**Aim of the exercise:**
Across the records that follow, give the number of lines containing the word "chrono" and nothing else.

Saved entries
————————
//! Runtime configuration read from the process environment.
//! Defaults target the public Toon API with the Eneco tenant.

use std::num::NonZeroU32;
use std::str::FromStr;
use std::time::Duration;

use crate::auth::Credentials;
use crate::endpoints::DEFAULT_BASE_URL;
use crate::resources::{DEFAULT_STATUS_MAX_ATTEMPTS, DEFAULT_STATUS_POLL_DELAY, PollPolicy};
use crate::transport::{DEFAULT_CONNECT_TIMEOUT, DEFAULT_REQUEST_TIMEOUT, Timeouts};

pub const DEFAULT_TENANT_ID: &str = "eneco";

#[derive(Debug, Clone)]
pub struct Config {
    pub credentials: Credentials,
    pub base_url: String,
    pub timeouts: Timeouts,
    /// Bounds for re-requesting the status endpoint while it answers 202.
    pub status_poll: PollPolicy,
    /// Renew expired access tokens with the refresh token instead of logging in.
    pub refresh_grant: bool,
}

impl Config {
    pub fn from_env() -> Result<Self, String> {
        Config::from_lookup(|key| std::env::var(key).ok())
    }

    /// Build from an arbitrary key lookup; `from_env` passes the process environment.
    pub fn from_lookup<F>(lookup: F) -> Result<Self, String>
    where
        F: Fn(&str) -> Option<String>,
    {
        let var = |key: &str| lookup(key).map(|v| v.trim().to_string()).filter(|v| !v.is_empty());
        let required = |key: &str| var(key).ok_or_else(|| format!("Missing required setting: set {}", key));

        let credentials = Credentials::new(
            required("TOON_USERNAME")?,
            required("TOON_PASSWORD")?,
            var("TOON_TENANT_ID").unwrap_or_else(|| DEFAULT_TENANT_ID.to_string()),
            required("TOON_CONSUMER_KEY")?,
            required("TOON_CONSUMER_SECRET")?,
        );

        let base_url = var("TOON_API_BASE_URL").unwrap_or_else(|| DEFAULT_BASE_URL.to_string());

        let connect = parse_or::<u64>(var("TOON_CONNECT_TIMEOUT_SECS"), "TOON_CONNECT_TIMEOUT_SECS")?
            .map(Duration::from_secs)
            .unwrap_or(DEFAULT_CONNECT_TIMEOUT);
        let request = parse_or::<u64>(var("TOON_REQUEST_TIMEOUT_SECS"), "TOON_REQUEST_TIMEOUT_SECS")?
            .map(Duration::from_secs)
            .unwrap_or(DEFAULT_REQUEST_TIMEOUT);

        let max_attempts = parse_or::<NonZeroU32>(var("TOON_STATUS_MAX_ATTEMPTS"), "TOON_STATUS_MAX_ATTEMPTS")?
            .unwrap_or(DEFAULT_STATUS_MAX_ATTEMPTS);
        let delay = parse_or::<u64>(var("TOON_STATUS_POLL_DELAY_MS"), "TOON_STATUS_POLL_DELAY_MS")?
            .map(Duration::from_millis)
            .unwrap_or(DEFAULT_STATUS_POLL_DELAY);

        let refresh_grant = var("TOON_REFRESH_GRANT")
            .map(|s| matches!(s.as_str(), "1" | "true" | "TRUE"))
            .unwrap_or(false);

        Ok(Config {
            credentials,
            base_url,
            timeouts: Timeouts { connect, request },
            status_poll: PollPolicy { max_attempts, delay },
            refresh_grant,
        })
    }
}

fn parse_or<T: FromStr>(value: Option<String>, key: &str) -> Result<Option<T>, String> {
    match value {
        None => Ok(None),
        Some(s) => s
            .parse::<T>()
            .map(Some)
            .map_err(|_| format!("{} has an invalid value: {}", key, s)),
    }
}

#[cfg(test)]
mod tests {
    use super::*;
    use std::collections::HashMap;

    fn lookup(pairs: &[(&str, &str)]) -> impl Fn(&str) -> Option<String> {
        let map: HashMap<String, String> = pairs.iter().map(|(k, v)| (k.to_string(), v.to_string())).collect();
        move |key: &str| map.get(key).cloned()
    }

    const REQUIRED: [(&str, &str); 4] = [
        ("TOON_USERNAME", "user"),
        ("TOON_PASSWORD", "pass"),
        ("TOON_CONSUMER_KEY", "key"),
        ("TOON_CONSUMER_SECRET", "secret"),
    ];

    #[test]
    fn applies_defaults() {
        let cfg = Config::from_lookup(lookup(&REQUIRED)).unwrap();
        assert_eq!(cfg.credentials.tenant_id, "eneco");
        assert_eq!(cfg.base_url, "https://api.toon.eu");
        assert_eq!(cfg.timeouts, Timeouts::default());
        assert_eq!(cfg.status_poll, PollPolicy::default());
        assert!(!cfg.refresh_grant);
    }

    #[test]
    fn reads_overrides() {
        let mut pairs = REQUIRED.to_vec();
        pairs.extend([
            ("TOON_TENANT_ID", "viesgo"),
            ("TOON_API_BASE_URL", "http://localhost:9000"),
            ("TOON_CONNECT_TIMEOUT_SECS", "2"),
            ("TOON_REQUEST_TIMEOUT_SECS", "20"),
            ("TOON_STATUS_MAX_ATTEMPTS", "4"),
            ("TOON_STATUS_POLL_DELAY_MS", "250"),
            ("TOON_REFRESH_GRANT", "true"),
        ]);
        let cfg = Config::from_lookup(lookup(&pairs)).unwrap();
        assert_eq!(cfg.credentials.tenant_id, "viesgo");
        assert_eq!(cfg.base_url, "http://localhost:9000");
        assert_eq!(cfg.timeouts.connect, Duration::from_secs(2));
        assert_eq!(cfg.timeouts.request, Duration::from_secs(20));
        assert_eq!(cfg.status_poll.max_attempts.get(), 4);
        assert_eq!(cfg.status_poll.delay, Duration::from_millis(250));
        assert!(cfg.refresh_grant);
    }

    #[test]
    fn rejects_missing_and_malformed_values() {
        let err = Config::from_lookup(lookup(&REQUIRED[..3])).unwrap_err();
        assert!(err.contains("TOON_CONSUMER_SECRET"));

        let mut pairs = REQUIRED.to_vec();
        pairs.push(("TOON_STATUS_MAX_ATTEMPTS", "0"));
        let err = Config::from_lookup(lookup(&pairs)).unwrap_err();
        assert!(err.contains("TOON_STATUS_MAX_ATTEMPTS"));
    }
}
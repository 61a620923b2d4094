//! Wire models of the Toon v3 API (agreements, status, consumption flows).
//!
//! Notes
//! - Timestamps are Unix epoch integers on the wire; the unit depends on the
//!   field (milliseconds for display updates and flow points, seconds for
//!   `thermostatInfo.nextTime`).
//! - `isSmart` arrives as `0`/`1` or `true`/`false`, see [`Flag`].

use chrono::serde::{ts_milliseconds, ts_milliseconds_option, ts_seconds_option};
use chrono::{DateTime, Utc};
use serde::{Deserialize, Serialize};

// =====================
// Scalars
// =====================

#[derive(Debug, Clone, PartialEq, Eq, Hash, Serialize, Deserialize)]
#[serde(transparent)]
pub struct AgreementId(pub String);

impl core::fmt::Display for AgreementId {
    fn fmt(&self, f: &mut core::fmt::Formatter<'_>) -> core::fmt::Result {
        f.write_str(&self.0)
    }
}

/// Boolean that the API encodes either as `0`/`1` or `true`/`false`, bare or
/// quoted. Always serialized as a JSON boolean.
#[derive(Debug, Copy, Clone, PartialEq, Eq, Hash, Default)]
pub struct Flag(pub bool);

impl serde::Serialize for Flag {
    fn serialize<S>(&self, serializer: S) -> Result<S::Ok, S::Error>
    where
        S: serde::Serializer,
    {
        serializer.serialize_bool(self.0)
    }
}

impl<'de> serde::Deserialize<'de> for Flag {
    fn deserialize<D>(deserializer: D) -> Result<Self, D::Error>
    where
        D: serde::Deserializer<'de>,
    {
        struct V;
        impl<'de> serde::de::Visitor<'de> for V {
            type Value = Flag;

            fn expecting(&self, f: &mut core::fmt::Formatter) -> core::fmt::Result {
                write!(f, "one of 0, 1, true or false")
            }

            fn visit_bool<E>(self, value: bool) -> Result<Self::Value, E>
            where
                E: serde::de::Error,
            {
                Ok(Flag(value))
            }

            fn visit_i64<E>(self, value: i64) -> Result<Self::Value, E>
            where
                E: serde::de::Error,
            {
                match value {
                    0 => Ok(Flag(false)),
                    1 => Ok(Flag(true)),
                    other => Err(E::invalid_value(serde::de::Unexpected::Signed(other), &self)),
                }
            }

            fn visit_u64<E>(self, value: u64) -> Result<Self::Value, E>
            where
                E: serde::de::Error,
            {
                match value {
                    0 => Ok(Flag(false)),
                    1 => Ok(Flag(true)),
                    other => Err(E::invalid_value(serde::de::Unexpected::Unsigned(other), &self)),
                }
            }

            fn visit_str<E>(self, value: &str) -> Result<Self::Value, E>
            where
                E: serde::de::Error,
            {
                match value {
                    "0" | "false" => Ok(Flag(false)),
                    "1" | "true" => Ok(Flag(true)),
                    other => Err(E::invalid_value(serde::de::Unexpected::Str(other), &self)),
                }
            }
        }

        deserializer.deserialize_any(V)
    }
}

// =====================
// Agreements
// =====================

#[derive(Debug, Clone, PartialEq, Serialize, Deserialize)]
#[serde(rename_all = "camelCase")]
pub struct Agreement {
    pub agreement_id: AgreementId,
    pub agreement_id_checksum: Option<String>,
    pub heating_type: Option<String>,
    pub display_common_name: Option<String>,
    pub display_hardware_version: Option<String>,
    pub display_software_version: Option<String>,
    #[serde(default)]
    pub is_toon_solar: bool,
    #[serde(default)]
    pub is_toonly: bool,
}

// =====================
// Status
// =====================

#[derive(Debug, Clone, PartialEq, Serialize, Deserialize, Default)]
#[serde(rename_all = "camelCase")]
pub struct StatusSnapshot {
    pub thermostat_states: Option<ThermostatStates>,
    pub thermostat_info: Option<ThermostatInfo>,
    pub power_usage: Option<PowerUsage>,
    pub gas_usage: Option<GasUsage>,
    #[serde(default, with = "ts_milliseconds_option")]
    pub last_update_from_display: Option<DateTime<Utc>>,
}

#[derive(Debug, Clone, PartialEq, Serialize, Deserialize, Default)]
#[serde(rename_all = "camelCase")]
pub struct ThermostatStates {
    #[serde(default)]
    pub state: Vec<ThermostatState>,
    #[serde(default, with = "ts_milliseconds_option")]
    pub last_updated_from_display: Option<DateTime<Utc>>,
}

/// One program preset (comfort, home, sleep, away, ...).
#[derive(Debug, Clone, PartialEq, Serialize, Deserialize, Default)]
#[serde(rename_all = "camelCase")]
pub struct ThermostatState {
    pub id: Option<i64>,
    /// Hundredths of a degree Celsius.
    pub temp_value: Option<i64>,
    pub dhw: Option<i64>,
}

#[derive(Debug, Clone, PartialEq, Serialize, Deserialize, Default)]
#[serde(rename_all = "camelCase")]
pub struct ThermostatInfo {
    pub current_setpoint: Option<i64>,
    pub current_display_temp: Option<i64>,
    pub program_state: Option<i64>,
    pub active_state: Option<i64>,
    pub next_program: Option<i64>,
    pub next_state: Option<i64>,
    #[serde(default, with = "ts_seconds_option")]
    pub next_time: Option<DateTime<Utc>>,
    pub next_setpoint: Option<i64>,
    pub error_found: Option<i64>,
    pub boiler_module_connected: Option<i64>,
    pub real_change: Option<i64>,
    pub burner_info: Option<String>,
    pub ot_comm_error: Option<String>,
    pub current_modulation_level: Option<i64>,
    pub have_ot_boiler: Option<i64>,
    #[serde(default, with = "ts_milliseconds_option")]
    pub last_updated_from_display: Option<DateTime<Utc>>,
}

#[derive(Debug, Clone, PartialEq, Serialize, Deserialize, Default)]
#[serde(rename_all = "camelCase")]
pub struct PowerUsage {
    pub value: Option<f64>,
    pub day_cost: Option<f64>,
    pub value_produced: Option<f64>,
    pub day_usage: Option<f64>,
    pub day_low_usage: Option<f64>,
    pub avg_value: Option<f64>,
    pub meter_reading: Option<f64>,
    pub meter_reading_low: Option<f64>,
    pub meter_reading_produ: Option<f64>,
    pub meter_reading_low_produ: Option<f64>,
    pub value_solar: Option<f64>,
    pub avg_solar_value: Option<f64>,
    pub max_solar: Option<f64>,
    pub solar_produced_today: Option<f64>,
    pub lowest_day_value: Option<f64>,
    pub is_smart: Option<Flag>,
    #[serde(default, with = "ts_milliseconds_option")]
    pub last_updated_from_display: Option<DateTime<Utc>>,
}

#[derive(Debug, Clone, PartialEq, Serialize, Deserialize, Default)]
#[serde(rename_all = "camelCase")]
pub struct GasUsage {
    pub value: Option<f64>,
    pub day_cost: Option<f64>,
    pub day_usage: Option<f64>,
    pub avg_value: Option<f64>,
    pub meter_reading: Option<f64>,
    pub is_smart: Option<Flag>,
    #[serde(default, with = "ts_milliseconds_option")]
    pub last_updated_from_display: Option<DateTime<Utc>>,
}

// =====================
// Consumption flows
// =====================

/// Metered quantity a flow series is requested for.
#[derive(Debug, Copy, Clone, PartialEq, Eq, Hash)]
pub enum FlowChannel {
    Gas,
    Electricity,
}

impl FlowChannel {
    pub fn as_str(&self) -> &'static str {
        match self {
            FlowChannel::Gas => "gas",
            FlowChannel::Electricity => "electricity",
        }
    }
}

#[derive(Debug, Clone, PartialEq, Serialize, Deserialize, Default)]
pub struct FlowData {
    #[serde(default)]
    pub hours: Vec<FlowPoint>,
    #[serde(default)]
    pub days: Vec<FlowPoint>,
    #[serde(default)]
    pub weeks: Vec<FlowPoint>,
    #[serde(default)]
    pub months: Vec<FlowPoint>,
    #[serde(default)]
    pub years: Vec<FlowPoint>,
}

#[derive(Debug, Clone, PartialEq, Serialize, Deserialize)]
pub struct FlowPoint {
    #[serde(with = "ts_milliseconds")]
    pub timestamp: DateTime<Utc>,
    pub unit: Option<String>,
    pub value: Option<f64>,
}
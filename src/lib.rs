//! Blocking client for the Toon smart thermostat API.
//!
//! ```no_run
//! use toon_client::{Credentials, ToonClient};
//!
//! let creds = Credentials::new("user", "password", "eneco", "consumer-key", "consumer-secret");
//! let client = ToonClient::new(creds);
//! for agreement in client.list_agreements()? {
//!     let status = client.get_status(&agreement.agreement_id)?;
//!     println!("{:?}", status.thermostat_info);
//! }
//! # Ok::<(), toon_client::FetchError>(())
//! ```

pub mod models {
    pub mod toon;
}

pub mod auth;
pub mod client;
pub mod config;
pub mod endpoints;
pub mod error;
pub mod resources;
pub mod transport;
pub mod utils;

pub use auth::{Credentials, NoRenewal, RefreshGrant, Token, TokenRenewal};
pub use client::ToonClient;
pub use config::Config;
pub use endpoints::Endpoints;
pub use error::{AuthError, FetchError, TransportError};
pub use resources::PollPolicy;
pub use transport::{HttpRequest, HttpResponse, HttpTransport, Timeouts, UreqTransport};
//! HTTP boundary of the client.
//!
//! - `HttpTransport` is the only thing the token manager and the resource
//!   fetcher talk to; it returns status, headers and body verbatim and never
//!   treats a non-2xx status as an error.
//! - `UreqTransport` is the blocking production implementation. Redirects are
//!   never followed, since the legacy login flow reads the `Location` header of
//!   the 302 itself.

use http::{HeaderMap, Method, StatusCode};
use std::time::Duration;

use crate::error::TransportError;

pub const DEFAULT_CONNECT_TIMEOUT: Duration = Duration::from_secs(5);
pub const DEFAULT_REQUEST_TIMEOUT: Duration = Duration::from_secs(10);

#[derive(Debug, Clone, PartialEq, Eq)]
pub struct HttpRequest {
    pub method: Method,
    pub url: String,
    pub headers: Vec<(&'static str, String)>,
    pub query: Vec<(&'static str, String)>,
    /// Sent as `application/x-www-form-urlencoded`; only used with POST.
    pub form: Vec<(&'static str, String)>,
}

impl HttpRequest {
    pub fn get(url: impl Into<String>) -> Self {
        HttpRequest {
            method: Method::GET,
            url: url.into(),
            headers: Vec::new(),
            query: Vec::new(),
            form: Vec::new(),
        }
    }

    pub fn post_form(url: impl Into<String>, form: Vec<(&'static str, String)>) -> Self {
        HttpRequest {
            method: Method::POST,
            url: url.into(),
            headers: Vec::new(),
            query: Vec::new(),
            form,
        }
    }

    pub fn header(mut self, name: &'static str, value: impl Into<String>) -> Self {
        self.headers.push((name, value.into()));
        self
    }

    pub fn query(mut self, name: &'static str, value: impl Into<String>) -> Self {
        self.query.push((name, value.into()));
        self
    }

    #[cfg(test)]
    pub(crate) fn header_value(&self, name: &str) -> Option<&str> {
        lookup(&self.headers, name)
    }

    #[cfg(test)]
    pub(crate) fn query_value(&self, name: &str) -> Option<&str> {
        lookup(&self.query, name)
    }

    #[cfg(test)]
    pub(crate) fn form_value(&self, name: &str) -> Option<&str> {
        lookup(&self.form, name)
    }
}

#[cfg(test)]
fn lookup<'a>(pairs: &'a [(&'static str, String)], name: &str) -> Option<&'a str> {
    pairs
        .iter()
        .find(|(k, _)| k.eq_ignore_ascii_case(name))
        .map(|(_, v)| v.as_str())
}

#[derive(Debug, Clone)]
pub struct HttpResponse {
    pub status: StatusCode,
    pub headers: HeaderMap,
    pub body: String,
}

impl HttpResponse {
    pub fn header(&self, name: &str) -> Option<&str> {
        self.headers.get(name).and_then(|v| v.to_str().ok())
    }

    /// Headers rendered as `name: value` pairs, for diagnostics.
    pub fn describe_headers(&self) -> String {
        self.headers
            .iter()
            .map(|(k, v)| format!("{}: {}", k, v.to_str().unwrap_or("<binary>")))
            .collect::<Vec<_>>()
            .join(", ")
    }
}

pub trait HttpTransport {
    fn send(&self, request: &HttpRequest) -> Result<HttpResponse, TransportError>;
}

impl<T: HttpTransport + ?Sized> HttpTransport for &T {
    fn send(&self, request: &HttpRequest) -> Result<HttpResponse, TransportError> {
        (**self).send(request)
    }
}

#[derive(Debug, Clone, Copy, PartialEq, Eq)]
pub struct Timeouts {
    pub connect: Duration,
    pub request: Duration,
}

impl Default for Timeouts {
    fn default() -> Self {
        Timeouts {
            connect: DEFAULT_CONNECT_TIMEOUT,
            request: DEFAULT_REQUEST_TIMEOUT,
        }
    }
}

pub struct UreqTransport {
    agent: ureq::Agent,
}

impl UreqTransport {
    pub fn new(timeouts: Timeouts) -> Self {
        let config = ureq::Agent::config_builder()
            .timeout_connect(Some(timeouts.connect))
            .timeout_global(Some(timeouts.request))
            .http_status_as_error(false)
            .max_redirects(0)
            .max_redirects_will_error(false)
            .build();

        UreqTransport {
            agent: ureq::Agent::new_with_config(config),
        }
    }
}

impl Default for UreqTransport {
    fn default() -> Self {
        UreqTransport::new(Timeouts::default())
    }
}

impl HttpTransport for UreqTransport {
    fn send(&self, request: &HttpRequest) -> Result<HttpResponse, TransportError> {
        let result = if request.method == Method::GET {
            let mut req = self.agent.get(&request.url);
            for (k, v) in &request.headers {
                req = req.header(*k, v.as_str());
            }
            for (k, v) in &request.query {
                req = req.query(*k, v);
            }
            req.call()
        } else if request.method == Method::POST {
            let mut req = self.agent.post(&request.url);
            for (k, v) in &request.headers {
                req = req.header(*k, v.as_str());
            }
            for (k, v) in &request.query {
                req = req.query(*k, v);
            }
            req.send_form(request.form.iter().map(|(k, v)| (*k, v.as_str())))
        } else {
            return Err(TransportError::Connection(format!("unsupported method {}", request.method)));
        };

        let (parts, mut body) = result?.into_parts();
        let body = body.read_to_string()?;
        Ok(HttpResponse {
            status: parts.status,
            headers: parts.headers,
            body,
        })
    }
}


#[cfg(test)]
mod tests {
    use super::scripted::ScriptedTransport;
    use super::*;

    #[test]
    fn request_lookups_are_case_insensitive() {
        let req = HttpRequest::get("https://example.test/x")
            .header("Authorization", "Bearer abc")
            .query("fromTime", "1");
        assert_eq!(req.header_value("authorization"), Some("Bearer abc"));
        assert_eq!(req.query_value("fromtime"), Some("1"));
        assert_eq!(req.query_value("toTime"), None);
    }

    #[test]
    fn scripted_transport_replays_in_order() {
        let t = ScriptedTransport::new();
        t.push(202, "").push_with_headers(302, &[("location", "/cb?code=x")], "");

        let req = HttpRequest::get("https://example.test/a");
        assert_eq!(t.send(&req).unwrap().status, StatusCode::ACCEPTED);
        let second = t.send(&req).unwrap();
        assert_eq!(second.header("Location"), Some("/cb?code=x"));
        assert!(t.send(&req).is_err());
        assert_eq!(t.requests().len(), 3);
    }
}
————————
**Solved problem:**
2